Propose a discussion. You call the parents or whoever else gets affected by the decisions that you make around black tax. Be prepared to have the candid conversation I mentioned earlier. So if it’s just your mother, it would be “Mommy, I’ve sat down and looked at my finances, and I realize that I have been going about things the wrong way. I’ve made some decisions that are going against my financial goals. I take responsibility. I apologize for doing that. Going forward, I have decided I need to reduce debt by doing A and B and not doing Y and Z.” If you don’t have debt, you explain to them that you need to start saving or investing and thinking about your future. Now tell me if there’s a parent who would not understand such a discussion other than a toxic parent.

Vuyo: No, not really. And that’s profound.

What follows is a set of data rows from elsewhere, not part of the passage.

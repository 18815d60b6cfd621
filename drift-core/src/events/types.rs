//! Event payload types for all 24 Drift events.

use std::path::PathBuf;

/// Payload for `on_scan_started`.
#[derive(Debug, Clone)]
pub struct ScanStartedEvent {
    pub root: PathBuf,
    pub file_count: Option<usize>,
}

/// Payload for `on_scan_progress`.
#[derive(Debug, Clone)]
pub struct ScanProgressEvent {
    pub processed: usize,
    pub total: usize,
}

/// Payload for `on_scan_complete`.
#[derive(Debug, Clone)]
pub struct ScanCompleteEvent {
    pub added: usize,
    pub modified: usize,
    pub removed: usize,
    pub unchanged: usize,
    pub duration_ms: u64,
}

/// Payload for `on_scan_error`.
#[derive(Debug, Clone)]
pub struct ScanErrorEvent {
    pub message: String,
}

/// Payload for `on_pattern_discovered`.
#[derive(Debug, Clone)]
pub struct PatternDiscoveredEvent {
    pub pattern_id: String,
    pub category: String,
    pub confidence: f64,
}

/// Payload for `on_pattern_approved`.
#[derive(Debug, Clone)]
pub struct PatternApprovedEvent {
    pub pattern_id: String,
}

/// Payload for `on_pattern_ignored`.
#[derive(Debug, Clone)]
pub struct PatternIgnoredEvent {
    pub pattern_id: String,
    pub reason: String,
}

/// Payload for `on_pattern_merged`.
#[derive(Debug, Clone)]
pub struct PatternMergedEvent {
    pub kept_id: String,
    pub merged_id: String,
}

/// Payload for `on_violation_detected`.
#[derive(Debug, Clone)]
pub struct ViolationDetectedEvent {
    pub violation_id: String,
    pub pattern_id: String,
    pub file: PathBuf,
    pub line: usize,
    pub message: String,
}

/// Payload for `on_violation_dismissed`.
#[derive(Debug, Clone)]
pub struct ViolationDismissedEvent {
    pub violation_id: String,
    pub reason: String,
}

/// Payload for `on_violation_fixed`.
#[derive(Debug, Clone)]
pub struct ViolationFixedEvent {
    pub violation_id: String,
}

/// Payload for `on_gate_evaluated`.
#[derive(Debug, Clone)]
pub struct GateEvaluatedEvent {
    pub gate_name: String,
    pub passed: bool,
    pub score: Option<f64>,
    pub message: String,
}

/// Payload for `on_regression_detected`.
#[derive(Debug, Clone)]
pub struct RegressionDetectedEvent {
    pub pattern_id: String,
    pub previous_score: f64,
    pub current_score: f64,
}

/// Payload for `on_enforcement_changed`.
#[derive(Debug, Clone)]
pub struct EnforcementChangedEvent {
    pub gate_name: String,
    pub old_level: String,
    pub new_level: String,
}

/// Payload for `on_constraint_approved`.
#[derive(Debug, Clone)]
pub struct ConstraintApprovedEvent {
    pub constraint_id: String,
}

/// Payload for `on_constraint_violated`.
#[derive(Debug, Clone)]
pub struct ConstraintViolatedEvent {
    pub constraint_id: String,
    pub message: String,
}

/// Payload for `on_decision_mined`.
#[derive(Debug, Clone)]
pub struct DecisionMinedEvent {
    pub decision_id: String,
    pub category: String,
}

/// Payload for `on_decision_reversed`.
#[derive(Debug, Clone)]
pub struct DecisionReversedEvent {
    pub decision_id: String,
    pub reason: String,
}

/// Payload for `on_adr_detected`.
#[derive(Debug, Clone)]
pub struct AdrDetectedEvent {
    pub adr_id: String,
    pub title: String,
}

/// Payload for `on_boundary_discovered`.
#[derive(Debug, Clone)]
pub struct BoundaryDiscoveredEvent {
    pub boundary_id: String,
    pub orm: String,
    pub model: String,
}

/// Payload for `on_detector_alert`.
#[derive(Debug, Clone)]
pub struct DetectorAlertEvent {
    pub detector_id: String,
    pub false_positive_rate: f64,
}

/// Payload for `on_detector_disabled`.
#[derive(Debug, Clone)]
pub struct DetectorDisabledEvent {
    pub detector_id: String,
    pub reason: String,
}

/// Payload for `on_feedback_abuse_detected`.
#[derive(Debug, Clone)]
pub struct FeedbackAbuseDetectedEvent {
    pub user_id: String,
    pub pattern: String,
}

/// Payload for `on_error`.
#[derive(Debug, Clone)]
pub struct ErrorEvent {
    pub message: String,
    pub error_code: String,
}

Ndumi: The one thing that I would like to add is that the book is not advocating FOR black tax. Neither is it advocating AGAINST black tax.  It is simply communicating; how can we do black tax responsibly. How can we do black tax in a way that does not perpetuate the cycle of black tax for our children. So, that is the point that the book is trying to communicate. Number two, the book is assuming. I’ve written it with the assumption that people DO want financial freedom, they DO want a financial legacy, they DO want to leave their kids with a surplus instead of a deficit, right? These two understandings led me to write the book in the way that I’ve written it, with the assumption that this is what we want as black people.

Vuyo. Beautiful! Thank you so much for your time Ndumie.

Ndumie: It’s been an absolute joy chatting to you. Hope your readers get the book and understand it for what it is. Thank you Vuyo.

About the book:

After outlining her own experiences with black tax and boundaries, self-leadership coach Ndumi Hadebe presents ten stories based on real situations – from family members’ expectations to fear of jeopardizing relationships by saying ‘no’ and being judged for wanting a lifestyle different from those around you. Each story explores different themes and complexities on the black tax spectrum, followed by reflections on how each situation could have been handled in a way that is peaceful and non-threatening to your relationships with loved ones. Handle Black Tax Like a Pro is an engaging and practical guide that will provide you with a roadmap to stronger relationships, better finances, and overall well-being.